I've normalized training data using mean and standard deviation of training data. Now in testing phase, should I use mean and standard deviation of the test data or train data?
This is all dependent on size of data sets & whether both train and test are equally representative of the domain you are trying to model. If you have thousands of data points and the test set is fully representative of the training set (hard to prove) then either method will be fine. If using a small but representative test data set then normalizing using the training parameters only is best as sampling errors may negatively bias the predictions. If the test is not very representative of the training set then you are comparing apples with oranges and should think again about your sampling procedure.
If, and only if, you are not trying to produce a generalized predictive model but are instead trying to understand the underlying mathematical structure of the given data set then splitting the data after normalization is reasonably safe. In this case the MSE (for example) is only used as an internal comparative measure for optimizing model structure. As this internal measure is relative there is no worry about absolute MSE values, you are just concerned about over-fitting to noise.
Yes use the Train data mean and stdv. Consider the scaling process as part of the model generated by the training data; Thus the test data is testing both the generality of the model combined with the pre-processing.
Often people will scale all the data and then split into train/test data sets. The testing will then validate the model alone, which may be useful if your aim is not to produce a predictive algorithm but to understand the structure of the data (i.e. important variables).
I'd usually follow the training data based approach described by David. However, if testing data is expected to strongly vary from the training data, it might be also interesting to use the test data for normalization. This might slightly go into the direction of domain adaption. You should note, however, that the applicability of the latter approach highly depends on whether your problem setting admits such a treatment (e.g. often in classification, you only have one test point at a time at your disposal, which renders the test mean approach inapplicable).
This is all dependent on size of data sets & whether both train and test are equally representative of the domain you are trying to model. If you have thousands of data points and the test set is fully representative of the training set (hard to prove) then either method will be fine. If using a small but representative test data set then normalizing using the training parameters only is best as sampling errors may negatively bias the predictions. If the test is not very representative of the training set then you are comparing apples with oranges and should think again about your sampling procedure.
If, and only if, you are not trying to produce a generalized predictive model but are instead trying to understand the underlying mathematical structure of the given data set then splitting the data after normalization is reasonably safe. In this case the MSE (for example) is only used as an internal comparative measure for optimizing model structure. As this internal measure is relative there is no worry about absolute MSE values, you are just concerned about over-fitting to noise.

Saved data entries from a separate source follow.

//! Interpretation of the `X-RateLimit-*` response headers.

use reqwest::header::HeaderMap;
use std::fmt;
use tracing::{error, info, warn};

const LIMIT_HEADER: &str = "x-ratelimit-limit";
const REMAINING_HEADER: &str = "x-ratelimit-remaining";

/// Remaining requests below which the budget is considered nearly exhausted.
const CRITICAL_REMAINING: u64 = 20;

/// Rate limit budget reported by a response, graded by how close it is to running out.
#[derive(Debug, Clone, Copy, PartialEq, Eq)]
pub enum RateLimit {
    /// Headers were absent or unparseable.
    Unknown,
    /// More than a tenth of the budget left.
    Healthy { remaining: u64, limit: u64 },
    Low { remaining: u64, limit: u64 },
    Critical { remaining: u64, limit: u64 },
}

impl RateLimit {
    pub fn from_headers(headers: &HeaderMap) -> Self {
        let read = |name: &str| {
            headers
                .get(name)
                .and_then(|v| v.to_str().ok())
                .and_then(|v| v.trim().parse::<u64>().ok())
        };

        match (read(LIMIT_HEADER), read(REMAINING_HEADER)) {
            (Some(limit), Some(remaining)) => Self::grade(remaining, limit),
            _ => RateLimit::Unknown,
        }
    }

    pub fn grade(remaining: u64, limit: u64) -> Self {
        if remaining > limit / 10 {
            RateLimit::Healthy { remaining, limit }
        } else if remaining > CRITICAL_REMAINING {
            RateLimit::Low { remaining, limit }
        } else {
            RateLimit::Critical { remaining, limit }
        }
    }

    /// Log the budget at a level matching its severity.
    pub fn log(&self, url: &str, status: u16) {
        match self {
            RateLimit::Healthy { .. } => info!(url, status, rate_limit = %self, "GitHub API response"),
            RateLimit::Unknown | RateLimit::Low { .. } => {
                warn!(url, status, rate_limit = %self, "GitHub API response")
            }
            RateLimit::Critical { .. } => {
                error!(url, status, rate_limit = %self, "GitHub API response")
            }
        }
    }
}

impl fmt::Display for RateLimit {
    fn fmt(&self, f: &mut fmt::Formatter<'_>) -> fmt::Result {
        match self {
            RateLimit::Unknown => write!(f, "could not get rate limit data"),
            RateLimit::Healthy { remaining, limit } => {
                write!(f, "rate limit: {}/{}", remaining, limit)
            }
            RateLimit::Low { remaining, limit } => {
                write!(f, "rate limit significantly low: {}/{}", remaining, limit)
            }
            RateLimit::Critical { remaining, limit } => write!(
                f,
                "throttling required, rate limit almost exhausted: {}/{}",
                remaining, limit
            ),
        }
    }
}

David, what would be a good test of the test data not being representative of the training set? For example if a point is just outside the +/-1 range after normalization, would I call it an outlier?
As you said the test is not very representative of the training set I think the problem is that I'm comparing apples with oranges. Because the problem is a one-class classification and my training data contain only one class(Normal samples) of the data and the test set is containing two class!(normal and abnormal samples)
I appreciate your advise. Maybe it's just me but I think If I normalize the whole test set separately(with test mean and stdv) the final system won't be online. Because in real world problem I don't have all test set and the decision should be taken based on one test instance. isn't it?
Yes I think my problem is that the testing data is strongly vary from the training data. I'm faced with a one class classification problem. I've used Min-Max normalization but it didn't work properly for my problem so I need to move to Z-score normalization. But I'm wondering how I should do this.
concerning any scaling/standardization/normalization preprocessing factors:
My default choice is to first find out, if there is any reasonable domain-specific knowledge for the scaling. Otherwise, I determine any(!) pre-processing parameters on the training data (or current crossvalidation fold) and apply it to the test data (test fold).
BTW, you might encounter situations, where your test data is available point by point only. In this situation you don't have much of a choice than to use the factors determined on the training data. Surely using the factors determined on the whole data can lead to severe overfitting.
Is it possible to do feature normalization with respective to class. EX: 10×10 data matrix with two class. Each class of size 5×5. Now normalize 25 features of class 1 and 25 features of class 2 separately. Is this process acceptable.
I had similar situation once. I realised it after the model is developed and I started to deploy it in the application for real-time scoring. The application was designed to predict the profit margin for the unseen/new project. When user enters the project details, the idea of mean/standard deviation of the test data which is just a single record, really didn't make sense. I started with the mean and median values of the training data. However, the application was programmed to re-evaluate these values as soon as new data is entered. In case, the difference was huge, the models need to be refreshed.